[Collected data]
....................

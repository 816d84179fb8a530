use super::{ndjson, Challenge, Event, Service, ServiceError};
use crate::chess::Move;
use crate::session::{GameId, Session, Token};
use async_stream::stream;
use async_trait::async_trait;
use futures_util::stream::BoxStream;
use reqwest::{Client, RequestBuilder, Response};
use serde::Deserialize;
use tracing::{debug, instrument};

/// The default game server.
pub const LICHESS: &str = "https://lichess.org";

/// A client for the [Lichess board API].
///
/// [Lichess board API]: https://lichess.org/api#tag/Board
#[derive(Debug, Clone)]
pub struct Lichess {
    client: Client,
    server: String,
}

impl Default for Lichess {
    fn default() -> Self {
        Lichess::new(LICHESS)
    }
}

#[derive(Deserialize)]
struct Created {
    id: GameId,
}

impl Lichess {
    /// Connects to the game server at `server`.
    pub fn new(server: &str) -> Self {
        Lichess {
            client: Client::new(),
            server: server.trim_end_matches('/').into(),
        }
    }

    fn url(&self, path: &str) -> String {
        format!("{}/api/{}", self.server, path)
    }

    fn game(&self, session: &Session, action: &str) -> RequestBuilder {
        let url = self.url(&format!("board/game/{}/{}", session.id(), action));
        self.client.post(url).bearer_auth(session.token().secret())
    }
}

/// Turns unsuccessful responses into errors.
async fn check(response: Response) -> Result<Response, ServiceError> {
    let status = response.status();
    if status.is_success() {
        Ok(response)
    } else {
        let body = response.text().await.unwrap_or_default();
        Err(ServiceError::Status(status.as_u16(), body))
    }
}

#[async_trait]
impl Service for Lichess {
    #[instrument(level = "trace", skip(self, token), err)]
    async fn challenge(
        &self,
        token: &Token,
        challenge: &Challenge,
    ) -> Result<GameId, ServiceError> {
        let response = self
            .client
            .post(self.url("challenge/ai"))
            .bearer_auth(token.secret())
            .form(&challenge.form())
            .send()
            .await?;

        let created: Created = check(response).await?.json().await?;
        debug!(id = %created.id, "game created");
        Ok(created.id)
    }

    #[instrument(level = "trace", skip(self, session), fields(id = %session.id()), err)]
    async fn submit(&self, session: &Session, m: Move) -> Result<(), ServiceError> {
        let response = self.game(session, &format!("move/{}", m)).send().await?;
        check(response).await?;
        Ok(())
    }

    #[instrument(level = "trace", skip(self, session), fields(id = %session.id()))]
    fn stream(&self, session: &Session) -> BoxStream<'static, Result<Event, ServiceError>> {
        let request = self
            .client
            .get(self.url(&format!("board/game/stream/{}", session.id())))
            .bearer_auth(session.token().secret());

        Box::pin(stream! {
            let response = match request.send().await {
                Ok(r) => check(r).await,
                Err(e) => Err(e.into()),
            };

            match response {
                Err(e) => {
                    yield Err(e);
                }

                Ok(r) => {
                    for await event in ndjson::<Event, _, _, _>(r.bytes_stream()) {
                        yield event;
                    }
                }
            }
        })
    }

    #[instrument(level = "trace", skip(self, session), fields(id = %session.id()), err)]
    async fn resign(&self, session: &Session) -> Result<(), ServiceError> {
        check(self.game(session, "resign").send().await?).await?;
        Ok(())
    }

    #[instrument(level = "trace", skip(self, session), fields(id = %session.id()), err)]
    async fn abort(&self, session: &Session) -> Result<(), ServiceError> {
        check(self.game(session, "abort").send().await?).await?;
        Ok(())
    }
}
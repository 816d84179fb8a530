use crate::remote::Remote;
use anyhow::Error as Anyhow;
use clap::Subcommand;
use derive_more::From;

mod abort;
mod play;
mod resign;
mod watch;

#[derive(From, Subcommand)]
pub enum Applet {
    Play(play::Play),
    Watch(watch::Watch),
    Resign(resign::Resign),
    Abort(abort::Abort),
}

impl Default for Applet {
    fn default() -> Self {
        play::Play::default().into()
    }
}

impl Applet {
    pub async fn execute(self, remote: Remote) -> Result<(), Anyhow> {
        match self {
            Applet::Play(a) => Ok(a.execute(remote).await?),
            Applet::Watch(a) => Ok(a.execute(remote).await?),
            Applet::Resign(a) => Ok(a.execute(remote).await?),
            Applet::Abort(a) => Ok(a.execute(remote).await?),
        }
    }
}
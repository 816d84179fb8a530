use crate::remote::Remote;
use anyhow::{Context, Error as Anyhow};
use clap::Parser;
use lib::lichess::Service;
use lib::session::{GameId, Session};
use tracing::{info, instrument};

/// Resigns a game in progress.
#[derive(Debug, Parser)]
#[clap(disable_help_flag = true, disable_version_flag = true)]
pub struct Resign {
    /// The game identifier.
    id: GameId,
}

impl Resign {
    #[instrument(level = "trace", skip(self, remote), err)]
    pub async fn execute(self, remote: Remote) -> Result<(), Anyhow> {
        let session = Session::new(self.id, remote.token().await?);
        remote.service().resign(&session).await.context("failed to resign")?;
        info!(id = %session.id(), "resigned");
        Ok(())
    }
}
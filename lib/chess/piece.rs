use crate::chess::{Color, Role};
use derive_more::Display;
use shakmaty as sm;

/// A chess [piece][`Role`] of a certain [`Color`].
#[derive(Debug, Display, Copy, Clone, Eq, PartialEq, Hash)]
#[cfg_attr(test, derive(test_strategy::Arbitrary))]
#[display(fmt = "{} {}", _0, _1)]
pub struct Piece(pub Color, pub Role);

impl Piece {
    /// This piece's [`Color`].
    pub fn color(&self) -> Color {
        self.0
    }

    /// This piece's [`Role`].
    pub fn role(&self) -> Role {
        self.1
    }

    /// This piece's figurine.
    pub fn figure(&self) -> char {
        match (self.0, self.1) {
            (Color::White, Role::Pawn) => '♙',
            (Color::White, Role::Knight) => '♘',
            (Color::White, Role::Bishop) => '♗',
            (Color::White, Role::Rook) => '♖',
            (Color::White, Role::Queen) => '♕',
            (Color::White, Role::King) => '♔',
            (Color::Black, Role::Pawn) => '♟',
            (Color::Black, Role::Knight) => '♞',
            (Color::Black, Role::Bishop) => '♝',
            (Color::Black, Role::Rook) => '♜',
            (Color::Black, Role::Queen) => '♛',
            (Color::Black, Role::King) => '♚',
        }
    }
}

#[doc(hidden)]
impl From<sm::Piece> for Piece {
    fn from(p: sm::Piece) -> Self {
        Piece(p.color.into(), p.role.into())
    }
}

#[doc(hidden)]
impl From<Piece> for sm::Piece {
    fn from(p: Piece) -> Self {
        sm::Piece {
            color: p.color().into(),
            role: p.role().into(),
        }
    }
}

....................

[DIRECTIONS FOR THIS TASK]
Copy out, exactly and alone, the lines of the entries above between the ones holding "#[derive(Debug, Parser)]" and "of a certain", inclusive.

[FINISHED TASK]
#[derive(Debug, Parser)]
#[clap(disable_help_flag = true, disable_version_flag = true)]
pub struct Resign {
    /// The game identifier.
    id: GameId,
}

impl Resign {
    #[instrument(level = "trace", skip(self, remote), err)]
    pub async fn execute(self, remote: Remote) -> Result<(), Anyhow> {
        let session = Session::new(self.id, remote.token().await?);
        remote.service().resign(&session).await.context("failed to resign")?;
        info!(id = %session.id(), "resigned");
        Ok(())
    }
}
filename lib/chess/piece.rs
use crate::chess::{Color, Role};
use derive_more::Display;
use shakmaty as sm;

/// A chess [piece][`Role`] of a certain [`Color`].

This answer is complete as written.